Unless liberal, secular society learns to debug its absurdities, it will have image problems with people who can see the plain and obvious. You do not call a man “racist” because his penis tends to automatically respond primarily to women who are the same colour as him. You do not call people white supremacists because they are half German and enjoy the German language. You do not call people homophobic or bigoted simply because they believe God created man and woman with the moral expectation that they exclusively mate with the opposite gender (even if they are incorrect about this belief). Racism is consciously choosing to devalue people based on race.
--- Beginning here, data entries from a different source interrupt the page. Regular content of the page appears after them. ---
//! Deterministic simulation module
//!
//! All gameplay logic lives here. This module must be pure and deterministic:
//! - Fixed frame step only
//! - Seeded RNG only
//! - Stable iteration order (by entity ID)
//! - No rendering, audio or platform dependencies

pub mod collision;
pub mod difficulty;
pub mod field;
pub mod mask;
pub mod player;
pub mod prime;
pub mod spawn;
pub mod state;
pub mod tick;

pub use collision::{Body, MaskSet, Outcome, SpriteKind, classify_exit, detect};
pub use difficulty::DifficultyCurve;
pub use field::{Entity, EntityField, EntityKind, Lane};
pub use mask::{Mask, Rect, Shape};
pub use player::{GravityDir, Player};
pub use prime::is_prime;
pub use spawn::{Spawn, SpawnController};
pub use state::{GameEvent, GamePhase, GameState, LossReason};
pub use tick::{Action, LoopControl, TickInput, tick};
Homophobia and bigotry is consciously treating homosexual people badly–not having a theological opinion about the act of gay sex.

Convicting people of thought crime for not liking the same things as you–this is a borderline totalitarian sentiment. The secular values that are permeating society, today, demand on pain of moral censure that you feel the same way they do about everything. It is not enough just to tolerate it. Oddly enough, this is an almost religious sentiment. The “racism” example I wrote about here has nothing to do with religion, but it is an extreme extension of the attitudes towards religion that are also displayed by this liberal secularism, and I think it will be a crippling barrier to the advance of secular thought (or rational thought, rather; I am not necessarily in favour of “secularization”) so long as people fail to realize how absurd it has become, and how repulsive the attitude is to religious people. And you see, it is all related: considering that a lot of the Christians holding up the boat are feisty white conservatives, these (flawed) white-hating attitudes will do nothing to win them over.